# Done! (Progress Pics) - Also a simple "how do I lose weight?"



## JawD (Sep 15, 2004)

Alright. Been a while since I posted here. I've been pretty much on a focused fat loss. I know this was the most frustrating part of my research so I thought I'd jot down what I done in simple terms.

Background - Trained on/off for years with what I thought was a good routine and decent diet.

Reality - Likely needed to train with more intensity and diet was crap (read on)

What did I do? - Spoke to a personal trainer who pointed out where I was going wrong, trained with them for 20 weeks.

*Training*

Pretty much was based around doing 4-5 supersets per session. My week then looked like this (I train 6.30am ~ 7.45am)

Monday - Chest & Back / 20min Cardio

Tuesday - Rest

Wednesday - Legs / 20min Cardio (if I could walk!)

Thursday - Rest or Cardio 45min

Friday - Arms / 20min Cardio

Sat & Sun - Rest

*Nutrition*

I calculated my TDEE before exercise. (see http://www.fitnessfrog.com/calculators/tdee-calculator.html)

I then deducted 20% off that.

That was my base nutrition per day in cals.

My at rest TDEE was 2314 so I was aiming for 1850 cals per day (rest days)

I was always looking to eat 1lb protein per lb so this was around 190g / 760 cals per day. This never changes.

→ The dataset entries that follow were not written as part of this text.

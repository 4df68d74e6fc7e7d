//! Input sanitization for user messages.
//!
//! Contact details and links are removed before a message is stored or sent to
//! any collaborator.

use regex::Regex;

use crate::advisor::core::errors::AdvisorResult;

/// Default maximum message length in chars.
pub const DEFAULT_MAX_CHARS: usize = 800;

/// Strips e-mails, phone numbers and URLs, then bounds the message length.
pub struct Sanitizer {
    url: Regex,
    email: Regex,
    phone: Regex,
    whitespace: Regex,
    max_chars: usize,
}

impl Sanitizer {
    /// Create a sanitizer truncating to `max_chars` chars.
    ///
    /// # Errors
    /// Returns an error if a built-in pattern fails to compile.
    pub fn new(max_chars: usize) -> AdvisorResult<Self> {
        Ok(Self {
            url: Regex::new(r"(?i)\b(?:https?://|www\.)\S+")?,
            email: Regex::new(r"(?i)[\w.+-]+@[\w-]+(?:\.[\w-]+)+")?,
            phone: Regex::new(
                r"(?:\+\d{1,3}[\s.-]?)?(?:\(\d{2,3}\)[\s.-]?|\b\d{2,3}[\s.-])?\b\d{4,5}[\s.-]?\d{4}\b|\+?\b\d{10,13}\b",
            )?,
            whitespace: Regex::new(r"\s+")?,
            max_chars,
        })
    }

    /// Maximum message length in chars.
    #[must_use]
    pub const fn max_chars(&self) -> usize {
        self.max_chars
    }

    /// Clean a raw message.
    #[must_use]
    pub fn clean(&self, raw: &str) -> String {
        let text = self.url.replace_all(raw, " ");
        let text = self.email.replace_all(&text, " ");
        let text = self.phone.replace_all(&text, " ");
        let text = self.whitespace.replace_all(&text, " ");
        truncate_chars(text.trim(), self.max_chars)
    }
}

fn truncate_chars(text: &str, max_chars: usize) -> String {
    match text.char_indices().nth(max_chars) {
        Some((idx, _)) => text[..idx].trim_end().to_string(),
        None => text.to_string(),
    }
}
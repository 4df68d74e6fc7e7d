//! Error types for the advisor core.

use thiserror::Error;

/// Advisor error type.
#[derive(Debug, Error)]
pub enum AdvisorError {
    /// Invalid configuration or unsupported values.
    #[error("invalid configuration: {0}")]
    InvalidConfig(String),
    /// A keyword rule pattern failed to compile.
    #[error("invalid keyword pattern: {0}")]
    InvalidPattern(#[from] regex::Error),
    /// The product catalog could not answer a query.
    #[error("product search failed: {0}")]
    Search(String),
    /// Embedding error from Rig.
    #[error("embedding error: {0}")]
    Embedding(#[from] rig::embeddings::EmbeddingError),
    /// Completion error from Rig.
    #[error("completion error: {0}")]
    Completion(#[from] rig::completion::CompletionError),
    /// HTTP client error from Rig.
    #[error("http client error: {0}")]
    HttpClient(#[from] rig::http_client::Error),
    /// The generative backend answered with no usable text.
    #[error("generation returned no text")]
    EmptyGeneration,
    /// A retrieval branch exceeded its deadline.
    #[error("retrieval branch `{0}` timed out")]
    BranchTimeout(&'static str),
    /// Serialization error.
    #[error("serialization error: {0}")]
    Serialization(#[from] serde_json::Error),
    /// URL parse error.
    #[error("url parse error: {0}")]
    Url(#[from] url::ParseError),
    /// I/O error.
    #[error("io error: {0}")]
    Io(#[from] std::io::Error),
}

/// Convenience result alias for advisor operations.
pub type AdvisorResult<T> = Result<T, AdvisorError>;
//! Preference extraction: keyword rules, profile operations and sanitization.

pub mod keyword_table;
pub mod profile;
pub mod sanitize;
pub mod slot_extractor;

pub use keyword_table::{KeywordRule, default_rules};
pub use profile::{
    build_search_query, canonical_profile, follow_up_hint, follow_up_question, merge,
    next_missing, profile_hash,
};
pub use sanitize::Sanitizer;
pub use slot_extractor::SlotExtractor;
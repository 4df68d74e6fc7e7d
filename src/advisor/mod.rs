//! Conversational perfume recommendation core.
//!
//! This module is organized into:
//! - `core`: Configuration, errors, slots, and product types
//! - `extract`: Keyword-driven slot extraction, profile operations, and sanitization
//! - `conversation`: Bounded, self-summarizing session memory
//! - `embedding`: Query embedding abstraction and Ollama implementation
//! - `retrieval`: Catalog abstraction, TTL caches, and hybrid search
//! - `catalog`: In-memory catalog adapter
//! - `prompt`: Prompt block construction
//! - `chat`: Turn orchestration and canned replies

pub mod catalog;
pub mod chat;
pub mod conversation;
pub mod core;
pub mod embedding;
pub mod extract;
pub mod prompt;
pub mod retrieval;

// Re-export commonly used types for convenience
pub use catalog::{CatalogEntry, InMemoryCatalog};
pub use chat::{ChatOrchestrator, ChatReply};
pub use conversation::{ANONYMOUS_SESSION, Conversation, ConversationStore};
pub use self::core::{
    AdvisorConfig, AdvisorError, AdvisorResult, CacheConfig, ChatConfig, ConversationConfig,
    EmbeddingConfig, LlmConfig, Product, RetrievalConfig, SearchPage, SlotCategory, Slots,
    SortMode, Suggestion,
};
pub use embedding::{EmbedFuture, OllamaEmbedder, QueryEmbedder};
pub use extract::{
    Sanitizer, SlotExtractor, build_search_query, follow_up_hint, merge, next_missing,
    profile_hash,
};
pub use retrieval::{CacheStats, ProductCatalog, RetrievalEngine, SearchFuture, TtlCache};
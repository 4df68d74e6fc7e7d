//! Compatibility reasons attached to suggestions.

use crate::advisor::core::product::Product;
use crate::advisor::core::slots::Slots;

/// Reason when no preference overlaps the product tags.
pub const GENERAL_MATCH: &str = "general profile match";
/// Suffix for suggestions found by vector similarity.
pub const SEMANTIC_SUFFIX: &str = " • semantic similarity with your query";
/// Suffix for suggestions found by direct accord matching.
pub const ACCORD_SUFFIX: &str = " • direct accord match";

/// Count case-insensitive overlaps between the profile and the product tags.
///
/// Occasions, seasons and accords are compared pairwise.
#[must_use]
pub fn overlap_count(slots: &Slots, product: &Product) -> usize {
    let pairs = [
        (&slots.occasions, &product.occasions),
        (&slots.seasons, &product.seasons),
        (&slots.accords, &product.accords),
    ];

    pairs
        .into_iter()
        .map(|(wanted, tags)| {
            wanted
                .iter()
                .filter(|value| tags.iter().any(|tag| tag.to_lowercase() == value.to_lowercase()))
                .count()
        })
        .sum()
}

/// Human-readable overlap reason.
#[must_use]
pub fn overlap_reason(slots: &Slots, product: &Product) -> String {
    match overlap_count(slots, product) {
        0 => GENERAL_MATCH.to_string(),
        1 => "1 compatibility point with your preferences".to_string(),
        n => format!("{n} compatibility points with your preferences"),
    }
}
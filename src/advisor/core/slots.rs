//! Preference slots extracted from the conversation.
//!
//! A [`Slots`] value holds one ordered, duplicate-free list of canonical labels
//! per [`SlotCategory`]. Values are always display labels such as `"Floral"`,
//! never the raw keyword the user typed.

use std::fmt;
use std::str::FromStr;

use serde::{Deserialize, Serialize};

/// A named preference category.
#[derive(Clone, Copy, Debug, Eq, Hash, PartialEq, Serialize, Deserialize)]
pub enum SlotCategory {
    /// Where or when the fragrance will be worn.
    Occasions,
    /// Weather the fragrance should suit.
    Climate,
    /// Seasons of the year.
    Seasons,
    /// Projection / strength.
    Intensity,
    /// Olfactory families.
    Accords,
    /// Price band.
    Budget,
    /// Desired lasting power.
    Longevity,
    /// Target audience.
    Gender,
    /// Specific notes (vanilla, rose, ...).
    Notes,
}

impl SlotCategory {
    /// Every category in canonical storage order.
    pub const ALL: [Self; 9] = [
        Self::Occasions,
        Self::Climate,
        Self::Seasons,
        Self::Intensity,
        Self::Accords,
        Self::Budget,
        Self::Longevity,
        Self::Gender,
        Self::Notes,
    ];

    /// Order in which missing categories are asked about. Notes is never asked.
    pub const PRIORITY: [Self; 8] = [
        Self::Occasions,
        Self::Climate,
        Self::Intensity,
        Self::Accords,
        Self::Budget,
        Self::Longevity,
        Self::Seasons,
        Self::Gender,
    ];

    /// Display name of the category.
    #[must_use]
    pub const fn as_str(self) -> &'static str {
        match self {
            Self::Occasions => "Occasions",
            Self::Climate => "Climate",
            Self::Seasons => "Seasons",
            Self::Intensity => "Intensity",
            Self::Accords => "Accords",
            Self::Budget => "Budget",
            Self::Longevity => "Longevity",
            Self::Gender => "Gender",
            Self::Notes => "Notes",
        }
    }

    /// Two-letter code used when fingerprinting a profile.
    #[must_use]
    pub const fn short_code(self) -> &'static str {
        match self {
            Self::Occasions => "oc",
            Self::Climate => "cl",
            Self::Seasons => "se",
            Self::Intensity => "in",
            Self::Accords => "ac",
            Self::Budget => "bu",
            Self::Longevity => "lo",
            Self::Gender => "ge",
            Self::Notes => "no",
        }
    }
}

impl fmt::Display for SlotCategory {
    fn fmt(&self, f: &mut fmt::Formatter<'_>) -> fmt::Result {
        write!(f, "{}", self.as_str())
    }
}

impl FromStr for SlotCategory {
    type Err = String;

    fn from_str(value: &str) -> Result<Self, Self::Err> {
        Self::ALL
            .into_iter()
            .find(|category| category.as_str().eq_ignore_ascii_case(value))
            .ok_or_else(|| value.to_string())
    }
}

/// Ordered, duplicate-free preference values per category.
#[derive(Clone, Debug, Default, Eq, PartialEq, Serialize, Deserialize)]
pub struct Slots {
    /// Occasion labels.
    #[serde(default)]
    pub occasions: Vec<String>,
    /// Climate labels.
    #[serde(default)]
    pub climate: Vec<String>,
    /// Season labels.
    #[serde(default)]
    pub seasons: Vec<String>,
    /// Intensity labels.
    #[serde(default)]
    pub intensity: Vec<String>,
    /// Accord labels.
    #[serde(default)]
    pub accords: Vec<String>,
    /// Budget labels.
    #[serde(default)]
    pub budget: Vec<String>,
    /// Longevity labels.
    #[serde(default)]
    pub longevity: Vec<String>,
    /// Gender labels.
    #[serde(default)]
    pub gender: Vec<String>,
    /// Note labels.
    #[serde(default)]
    pub notes: Vec<String>,
}

impl Slots {
    /// Values stored for a category.
    #[must_use]
    pub fn get(&self, category: SlotCategory) -> &[String] {
        match category {
            SlotCategory::Occasions => &self.occasions,
            SlotCategory::Climate => &self.climate,
            SlotCategory::Seasons => &self.seasons,
            SlotCategory::Intensity => &self.intensity,
            SlotCategory::Accords => &self.accords,
            SlotCategory::Budget => &self.budget,
            SlotCategory::Longevity => &self.longevity,
            SlotCategory::Gender => &self.gender,
            SlotCategory::Notes => &self.notes,
        }
    }

    const fn values_mut(&mut self, category: SlotCategory) -> &mut Vec<String> {
        match category {
            SlotCategory::Occasions => &mut self.occasions,
            SlotCategory::Climate => &mut self.climate,
            SlotCategory::Seasons => &mut self.seasons,
            SlotCategory::Intensity => &mut self.intensity,
            SlotCategory::Accords => &mut self.accords,
            SlotCategory::Budget => &mut self.budget,
            SlotCategory::Longevity => &mut self.longevity,
            SlotCategory::Gender => &mut self.gender,
            SlotCategory::Notes => &mut self.notes,
        }
    }

    /// Append a value unless the category already holds it.
    ///
    /// Returns `true` when the value was added.
    pub fn insert(&mut self, category: SlotCategory, value: impl Into<String>) -> bool {
        let value = value.into();
        let values = self.values_mut(category);
        if values.contains(&value) {
            return false;
        }
        values.push(value);
        true
    }

    /// First value of a category, if any.
    #[must_use]
    pub fn first(&self, category: SlotCategory) -> Option<&str> {
        self.get(category).first().map(String::as_str)
    }

    /// Whether every category is empty.
    #[must_use]
    pub fn is_empty(&self) -> bool {
        SlotCategory::ALL
            .into_iter()
            .all(|category| self.get(category).is_empty())
    }

    /// Iterate over non-empty categories in canonical order.
    pub fn iter_filled(&self) -> impl Iterator<Item = (SlotCategory, &[String])> {
        SlotCategory::ALL
            .into_iter()
            .map(|category| (category, self.get(category)))
            .filter(|(_, values)| !values.is_empty())
    }
}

I was always looking to eat around 0.3g fat per lb bodyweight per day so around 60g / 540 cals

you can see this then left carbs to be (1850 less 760, less 540) 550 cals = 138g

This made my nutrition ratio P 40 / C 30 / F 30 pretty much

On days I lifted I added an extra 100g carbs, usually from boiled rice.

*Typical foods*

Proteins : Chicken, fish , nuts/seeds (nearly always baked in herbs/spices) occasional red meat

Carbs : this is important (I think), I dropped all cereals. No bread, pasta or even oats. I generally only had veggies and a lot of dark green (kale, broccoli, spinach etc). Kept sweet pots & rice

Fats : Natural peanut butter, cashews, oily fish, chilli seeds (various like linseed, sunflower, pumpkin), almonds etc

Drinks - Stopped drinking milk all together. Out went my latte and in came black coffee. Out went any fruit drink. Oh, and I quit beer for 20 weeks as well. I had I think 1 bender (which I was ****ed super quick)

*Food timing*

Fasted from 8pm ~ 12noon

12 noon - Meal

3pm - Snack

6pm - Meal

8pm - Snack

*Supplements*

6am - Caffeine based pre-workout with no carbs

6am - Fish oils, Multivit

6am - 10g BCAA

8am - 10g BCAA following training

9am - 10g BCAA (I added 30g top a shaker and drank in 3 stages)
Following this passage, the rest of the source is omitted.